We have introduced this new allowance now, so that owners of unlet property in these areas can take advantage of the new incentive before the changes to empty property rates. Furthermore, we have consulted on a wider application of land remediation relief to a much broader range of contaminated and derelict brownfield sites specifically in order to promote efficient use of our developed land and to help protect greenfield sites. I believe that those two measures allow policy to meet the reasonable and correct objection made by a number of hon. Members on both sides of the House that there are different types of market in different parts of the country. That point was made by constituency Members of Parliament as well as by hon. Members speaking on a wider policy agenda. I ask the House to consider the other measures that I have mentioned in the round with this measure. I hope that my hon. Friends, and Opposition Members, will see that the Bill is part of a much wider package of measures, supporting regeneration but also meeting the needs of business and our communities for active property markets and efficient use of land.
We have decided that for charities and community amateur sports clubs there will be 100 per cent. relief from empty property rates. These organisations play such a key role in our society, often leading regeneration efforts, and the Bill offers substantial additional help to them. For the rest of the business community, this Bill will reduce rents and provide opportunities for new companies, expanding companies and companies wanting to join the most successful economy in the G7.
I repeat what I said in the Ways and Means debate and on Second Reading. We have the successful policy of linking business ratesor non-domestic rates as they are properly calledto the retail prices index cap. As that business rate is based on rental value, not capital value, the successful implementation of the policy in bringing rents down over the years will indeed, as the Red Book acknowledges, see a diminution in the revenue that it generates, the more successful it becomes. That is the serious answer that my hon. Friend the Financial Secretary gave to the serious objection that the hon. Member for Surrey Heath (Michael Gove) has raised.
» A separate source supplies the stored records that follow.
pub mod analytics;
pub mod export;
pub mod model;
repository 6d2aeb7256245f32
pub mod http;
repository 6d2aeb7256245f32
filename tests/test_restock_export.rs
mod common;

use async_trait::async_trait;
use common::TestServer;
use std::sync::Arc;
use stockroom::domain::model::{Category, NewCategory, Product, ProductInsert};
use stockroom::InventoryStore;

/// A store whose backend is down: every call fails.
struct UnreachableStore;

fn down<T>() -> anyhow::Result<T> {
    Err(anyhow::anyhow!("connection refused"))
}

#[async_trait]
impl InventoryStore for UnreachableStore {
    fn backend_name(&self) -> &'static str {
        "unreachable"
    }
    async fn ping(&self) -> anyhow::Result<()> {
        down()
    }
    async fn list_categories(&self) -> anyhow::Result<Vec<Category>> {
        down()
    }
    async fn list_products(&self) -> anyhow::Result<Vec<Product>> {
        down()
    }
    async fn get_category(&self, _id: i64) -> anyhow::Result<Option<Category>> {
        down()
    }
    async fn insert_category(&self, _category: &NewCategory) -> anyhow::Result<Category> {
        down()
    }
    async fn delete_category(&self, _id: i64) -> anyhow::Result<bool> {
        down()
    }
    async fn delete_categories_by_name(&self, _name: &str) -> anyhow::Result<u64> {
        down()
    }
    async fn insert_product(&self, _product: &ProductInsert) -> anyhow::Result<Product> {
        down()
    }
    async fn add_quantity(&self, _id: i64, _amount: i64) -> anyhow::Result<Option<Product>> {
        down()
    }
    async fn add_quantity_by_name(&self, _name: &str, _amount: i64) -> anyhow::Result<u64> {
        down()
    }
    async fn delete_product(&self, _id: i64) -> anyhow::Result<bool> {
        down()
    }
    async fn delete_products_by_name(&self, _name: &str) -> anyhow::Result<u64> {
        down()
    }
}

#[tokio::test(flavor = "multi_thread", worker_threads = 2)]
async fn csv_export_lists_products_to_order() -> anyhow::Result<()> {
    let server = TestServer::start().await?;
    let tools = server.category("Tools").await?;
    server.product("Hammer", 3, 5, tools).await?;
    server.product("Tape", 9, 5, tools).await?;

    let resp = server
        .client
        .get(server.url("/api/restock/export.csv"))
        .send()
        .await?;
    assert_eq!(resp.status().as_u16(), 200);
    let headers = resp.headers().clone();
    assert!(headers["content-type"].to_str()?.starts_with("text/csv"));
    let disposition = headers["content-disposition"].to_str()?;
    assert!(disposition.starts_with("attachment; filename=\"restock_"));
    assert!(disposition.ends_with(".csv\""));

    let body = resp.text().await?;
    let lines: Vec<&str> = body.lines().collect();
    assert_eq!(lines, vec!["name,quantity,min_stock,to_order", "Hammer,3,5,2"]);

    Ok(())
}

#[tokio::test(flavor = "multi_thread", worker_threads = 2)]
async fn pdf_export_is_a_pdf_attachment() -> anyhow::Result<()> {
    let server = TestServer::start().await?;
    let tools = server.category("Tools").await?;
    server.product("Hammer", 3, 5, tools).await?;

    let resp = server
        .client
        .get(server.url("/api/restock/export.pdf"))
        .send()
        .await?;
    assert_eq!(resp.status().as_u16(), 200);
    assert_eq!(resp.headers()["content-type"], "application/pdf");
    assert!(resp.headers()["content-disposition"]
        .to_str()?
        .ends_with(".pdf\""));

    let body = resp.bytes().await?;
    assert!(body.starts_with(b"%PDF-1.4"));
    assert!(body.ends_with(b"%%EOF\n"));

    Ok(())
}

#[tokio::test(flavor = "multi_thread", worker_threads = 2)]
async fn empty_restock_list_still_exports() -> anyhow::Result<()> {
    let server = TestServer::start().await?;

    let body = server
        .client
        .get(server.url("/api/restock/export.csv"))
        .send()
        .await?
        .text()
        .await?;
    assert_eq!(body.trim_end(), "name,quantity,min_stock,to_order");

    let resp = server
        .client
        .get(server.url("/api/restock/export.pdf"))
        .send()
        .await?;
    assert_eq!(resp.status().as_u16(), 200);
    assert!(resp.bytes().await?.starts_with(b"%PDF-1.4"));

    Ok(())
}

#[tokio::test(flavor = "multi_thread", worker_threads = 2)]
async fn dashboard_survives_an_unreachable_backend() -> anyhow::Result<()> {
    let server = TestServer::start_with(Arc::new(UnreachableStore)).await?;

    let resp = server.client.get(server.url("/api/dashboard")).send().await?;
    assert_eq!(resp.status().as_u16(), 200);
    let body: serde_json::Value = resp.json().await?;
    assert_eq!(body["success"], false);
    assert!(body["error"]
        .as_str()
        .unwrap()
        .starts_with("Failed to fetch data:"));
    assert_eq!(body["data"]["summary"]["product_count"], 0);
    assert!(body["data"]["products"].as_array().unwrap().is_empty());

    let resp = server.client.get(server.url("/health")).send().await?;
    assert_eq!(resp.status().as_u16(), 503);

    let resp = server.client.get(server.url("/api/products")).send().await?;
    assert_eq!(resp.status().as_u16(), 500);

    Ok(())
}
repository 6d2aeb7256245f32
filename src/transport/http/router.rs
use crate::app::inventory_service::{ProductCreated, RestockApplied};
use crate::domain::analytics::{
    ChartPoint, ChartSeries, Dashboard, InventorySummary, ProductMetrics, RestockItem,
};
use crate::domain::model::{Category, CategoryChoice, NewCategory, NewProduct, Product};
use crate::transport::http::handlers::{categories, dashboard, health, products, restock};
use crate::transport::http::types::{ApiResponse, RestockByNameRequest, RestockRequest};
use axum::routing::{delete, get, post};
use axum::Router;
use tower_http::trace::TraceLayer;
use utoipa::OpenApi;

#[derive(OpenApi)]
#[openapi(
    paths(
        health::healthcheck_handler,
        dashboard::dashboard_handler,
        categories::list_categories_handler,
        categories::create_category_handler,
        categories::delete_category_handler,
        categories::delete_categories_by_name_handler,
        products::list_products_handler,
        products::create_product_handler,
        products::restock_product_handler,
        products::delete_product_handler,
        products::delete_products_by_name_handler,
        restock::restock_list_handler,
        restock::restock_by_name_handler,
        restock::fulfil_restock_handler,
        restock::export_csv_handler,
        restock::export_pdf_handler
    ),
    components(schemas(
        ApiResponse,
        Category,
        NewCategory,
        CategoryChoice,
        NewProduct,
        Product,
        ProductMetrics,
        ProductCreated,
        RestockItem,
        RestockApplied,
        RestockRequest,
        RestockByNameRequest,
        InventorySummary,
        ChartPoint,
        ChartSeries,
        Dashboard
    ))
)]
#[allow(dead_code)]
pub struct ApiDoc;

pub fn create_router(app_state: crate::transport::http::types::AppState) -> Router {
    Router::new()
        .route("/health", get(health::healthcheck_handler))
        .route("/api/dashboard", get(dashboard::dashboard_handler))
        .route(
            "/api/categories",
            get(categories::list_categories_handler)
                .post(categories::create_category_handler)
                .delete(categories::delete_categories_by_name_handler),
        )
        .route("/api/categories/:id", delete(categories::delete_category_handler))
        .route(
            "/api/products",
            get(products::list_products_handler)
                .post(products::create_product_handler)
                .delete(products::delete_products_by_name_handler),
        )
        .route("/api/products/:id", delete(products::delete_product_handler))
        .route("/api/products/:id/restock", post(products::restock_product_handler))
        .route("/api/restock", get(restock::restock_list_handler))
        .route("/api/restock/by-name", post(restock::restock_by_name_handler))
        .route("/api/restock/fulfil", post(restock::fulfil_restock_handler))
        .route("/api/restock/export.csv", get(restock::export_csv_handler))
        .route("/api/restock/export.pdf", get(restock::export_pdf_handler))
        .layer(TraceLayer::new_for_http())
        .with_state(app_state)
}
pub mod inventory_service;
//! Downloadable renderings of the restock list.

pub mod ascii;
pub mod csv_file;
pub mod pdf_file;

pub use csv_file::restock_csv;
pub use pdf_file::restock_pdf;

use chrono::NaiveDate;

/// Attachment name used for both formats, e.g. `restock_2024-05-01.csv`.
pub fn export_filename(date: NaiveDate, extension: &str) -> String {
    format!("restock_{}.{}", date.format("%Y-%m-%d"), extension)
}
This is, of course, a revenue-raising policy. It was a policy announced as part of a Budget package and its process through the House has been unusual. I am grateful to the House authorities for their guidance and advice in this regard. However, it is far from the case that the Bill is simply a matter of raising revenue. It also embodies a policy on land use and properties, and our own Red Book acknowledges that there will be a diminution in the revenue raised. As the cap on business rates exists, the total yield from business rates cannot rise higher than inflation.